Exercise description
All of the records listed below should be retyped exactly.

Listed entries
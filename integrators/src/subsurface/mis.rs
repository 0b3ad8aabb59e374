//! Subsurface MIS Weights

use super::*;
use core::bssrdf::*;
use core::geometry::*;
use core::pbrt::*;
use core::sampling::*;

/// Returns the power-2 MIS weight of the strategy that produced an incoming
/// point, against the two other projection axes.
///
/// The densities of the other strategies are evaluated for the same
/// displacement from the outgoing point, using the axes of `basis` (the
/// sampling basis after permutation by `pick_sampling_basis`).
///
/// * `bssrdf`          - The diffusion profile.
/// * `data`            - Profile inputs.
/// * `channel`         - Spectral channel of the sample.
/// * `basis`           - The sampling basis.
/// * `axis`            - Axis the sample was projected along.
/// * `sample_pdf`      - Density of the sample under `axis`.
/// * `outgoing_point`  - Outgoing position.
/// * `incoming_point`  - Incoming position.
/// * `incoming_normal` - Shading normal at the incoming position.
#[allow(clippy::too_many_arguments)]
pub fn compute_mis_weight<B: BSSRDF + ?Sized>(
    bssrdf: &B,
    data: &B::Data,
    channel: usize,
    basis: &Basis3f,
    axis: SamplingAxis,
    sample_pdf: Float,
    outgoing_point: Point3f,
    incoming_point: Point3f,
    incoming_normal: Vector3f,
) -> Float {
    // TODO: Validate the 2.0 factors numerically against a reference integrator.

    let d = incoming_point - outgoing_point;
    let pdf_along = |a: Vector3f, scale: Float| {
        let r = d.project(&a).length();
        scale * bssrdf.evaluate_pdf(data, channel, r) * a.abs_dot(&incoming_normal)
    };

    match axis {
        SamplingAxis::Normal => {
            let pdf_u = pdf_along(basis.tangent_u(), 0.25);
            let pdf_v = pdf_along(basis.tangent_v(), 0.25);
            mis_power2(2.0 * sample_pdf, pdf_u, pdf_v)
        }
        SamplingAxis::TangentU => {
            let pdf_n = pdf_along(basis.normal(), 0.5);
            let pdf_v = pdf_along(basis.tangent_v(), 0.25);
            mis_power2(sample_pdf, 2.0 * pdf_n, pdf_v)
        }
        SamplingAxis::TangentV => {
            let pdf_n = pdf_along(basis.normal(), 0.5);
            let pdf_u = pdf_along(basis.tangent_u(), 0.25);
            mis_power2(sample_pdf, 2.0 * pdf_n, pdf_u)
        }
    }
}

// ----------------------------------------------------------------------------
// Tests
// ----------------------------------------------------------------------------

Exercise output
filename integrators/src/subsurface/mis.rs
repository 0b3ad8aabb59e374
//! Subsurface MIS Weights

use super::*;
use core::bssrdf::*;
use core::geometry::*;
use core::pbrt::*;
use core::sampling::*;

/// Returns the power-2 MIS weight of the strategy that produced an incoming
/// point, against the two other projection axes.
///
/// The densities of the other strategies are evaluated for the same
/// displacement from the outgoing point, using the axes of `basis` (the
/// sampling basis after permutation by `pick_sampling_basis`).
///
/// * `bssrdf`          - The diffusion profile.
/// * `data`            - Profile inputs.
/// * `channel`         - Spectral channel of the sample.
/// * `basis`           - The sampling basis.
/// * `axis`            - Axis the sample was projected along.
/// * `sample_pdf`      - Density of the sample under `axis`.
/// * `outgoing_point`  - Outgoing position.
/// * `incoming_point`  - Incoming position.
/// * `incoming_normal` - Shading normal at the incoming position.
#[allow(clippy::too_many_arguments)]
pub fn compute_mis_weight<B: BSSRDF + ?Sized>(
    bssrdf: &B,
    data: &B::Data,
    channel: usize,
    basis: &Basis3f,
    axis: SamplingAxis,
    sample_pdf: Float,
    outgoing_point: Point3f,
    incoming_point: Point3f,
    incoming_normal: Vector3f,
) -> Float {
    // TODO: Validate the 2.0 factors numerically against a reference integrator.

    let d = incoming_point - outgoing_point;
    let pdf_along = |a: Vector3f, scale: Float| {
        let r = d.project(&a).length();
        scale * bssrdf.evaluate_pdf(data, channel, r) * a.abs_dot(&incoming_normal)
    };

    match axis {
        SamplingAxis::Normal => {
            let pdf_u = pdf_along(basis.tangent_u(), 0.25);
            let pdf_v = pdf_along(basis.tangent_v(), 0.25);
            mis_power2(2.0 * sample_pdf, pdf_u, pdf_v)
        }
        SamplingAxis::TangentU => {
            let pdf_n = pdf_along(basis.normal(), 0.5);
            let pdf_v = pdf_along(basis.tangent_v(), 0.25);
            mis_power2(sample_pdf, 2.0 * pdf_n, pdf_v)
        }
        SamplingAxis::TangentV => {
            let pdf_n = pdf_along(basis.normal(), 0.5);
            let pdf_u = pdf_along(basis.tangent_u(), 0.25);
            mis_power2(sample_pdf, 2.0 * pdf_n, pdf_u)
        }
    }
}

// ----------------------------------------------------------------------------
// Tests
// ----------------------------------------------------------------------------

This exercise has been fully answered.